Por Leonardo Sakamoto, no UOL
A poeira da Copa do Mundo de 2026 começa a baixar, e a principal lição que o Brasil leva para casa não tem nada a ver com o futebol jogado dentro das quatro linhas. O legado amargo deste Mundial é a dimensão do estrago provocado pelas casas de apostas, as famosas bets, na saúde pública e no bolso dos brasileiros.
Fomos humilhados. Não pela Noruega em campo, mas por um sistema que transforma vício, desespero e endividamento em lucro.
Não é possível dissociar essa movimentação da overdose de bets na Copa. E, ironicamente, talvez esse tenha sido o maior triunfo brasileiro no torneio.
O maior obstáculo é que, como repito neste espaço feito um papagaio com cãibra, parte da política nacional estabeleceu uma relação para lá de promíscua com os donos dessas empresas. Há deputados e senadores pegando carona nos jatinhos e nas contas bancárias dos donos das casas de apostas.

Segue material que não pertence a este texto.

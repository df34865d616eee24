// =============================================================================
// StatusProvider — read-only coordinator view for the dashboard, §6
// =============================================================================

use std::sync::atomic::{AtomicU32, Ordering};
use std::sync::Arc;
use std::time::Instant;

use async_trait::async_trait;
use serde::Serialize;

use crate::broadcast::BroadcastSink;
use crate::risk::RiskManager;

#[derive(Debug, Clone, Serialize)]
pub struct StatusSnapshot {
    pub running: bool,
    pub open_trades: u32,
    pub circuit_breaker_active: bool,
    pub dry_run: bool,
    pub testnet: bool,
    pub symbol: String,
    pub heartbeat_interval_secs: u64,
    pub uptime_seconds: u64,
    pub open_subscribers: u32,
}

#[async_trait]
pub trait StatusProvider: Send + Sync {
    async fn status(&self) -> StatusSnapshot;
}

/// Concrete `StatusProvider` the coordinator exposes to the dashboard. Holds
/// only what the snapshot needs to read, never a handle back into the
/// coordinator's mutable state.
pub struct CoordinatorStatus {
    running: Arc<std::sync::atomic::AtomicBool>,
    open_trades: Arc<AtomicU32>,
    risk: Arc<RiskManager>,
    broadcast: Arc<dyn BroadcastSink>,
    dry_run: bool,
    testnet: bool,
    symbol: String,
    heartbeat_interval_secs: u64,
    started_at: Instant,
}

impl CoordinatorStatus {
    #[allow(clippy::too_many_arguments)]
    pub fn new(
        running: Arc<std::sync::atomic::AtomicBool>,
        open_trades: Arc<AtomicU32>,
        risk: Arc<RiskManager>,
        broadcast: Arc<dyn BroadcastSink>,
        dry_run: bool,
        testnet: bool,
        symbol: String,
        heartbeat_interval_secs: u64,
    ) -> Self {
        Self {
            running,
            open_trades,
            risk,
            broadcast,
            dry_run,
            testnet,
            symbol,
            heartbeat_interval_secs,
            started_at: Instant::now(),
        }
    }
}

#[async_trait]
impl StatusProvider for CoordinatorStatus {
    async fn status(&self) -> StatusSnapshot {
        StatusSnapshot {
            running: self.running.load(Ordering::SeqCst),
            open_trades: self.open_trades.load(Ordering::SeqCst),
            circuit_breaker_active: self.risk.circuit_breaker_active(chrono::Utc::now()),
            dry_run: self.dry_run,
            testnet: self.testnet,
            symbol: self.symbol.clone(),
            heartbeat_interval_secs: self.heartbeat_interval_secs,
            uptime_seconds: self.started_at.elapsed().as_secs(),
            open_subscribers: self.broadcast.subscriber_count() as u32,
        }
    }
}

#[cfg(test)]
mod tests {
    use super::*;
    use std::sync::atomic::AtomicBool;
    use std::sync::Arc;

    #[tokio::test]
    async fn snapshot_reflects_current_counters() {
        let risk = Arc::new(RiskManager::new(
            crate::config::TradingConfig::default(),
            crate::config::SafetyConfig::default(),
            chrono::Utc::now(),
        ));
        let broadcast = Arc::new(crate::broadcast::ChannelBroadcastSink::new(16));
        let _subscriber = broadcast.subscribe();
        let status = CoordinatorStatus::new(
            Arc::new(AtomicBool::new(true)),
            Arc::new(AtomicU32::new(2)),
            risk,
            broadcast,
            true,
            true,
            "BTCUSDT".to_string(),
            60,
        );
        let snap = status.status().await;
        assert!(snap.running);
        assert_eq!(snap.open_trades, 2);
        assert!(!snap.circuit_breaker_active);
        assert_eq!(snap.open_subscribers, 1);
        assert_eq!(snap.symbol, "BTCUSDT");
    }
}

Como esperar uma regulação dura de quem viaja no luxo financiado pelo dinheiro perdido por trabalhadores endividados?
Convenhamos: se essa lógica fosse levada a sério, poderíamos liberar anúncios de crack e cocaína nos intervalos dos telejornais. Aliás, para comprar uma pedra, ainda é preciso enfrentar o risco de uma biqueira. Para apostar, basta um celular, um clique e o conforto do sofá.
O vício que destrói famílias não se torna menos grave porque veste terno, patrocina o time do coração e paga imposto. Já passou da hora de o Brasil parar de apostar o próprio futuro contra a banca. Porque a banca sempre ganha. E quem paga a conta, como sempre, é o andar de baixo.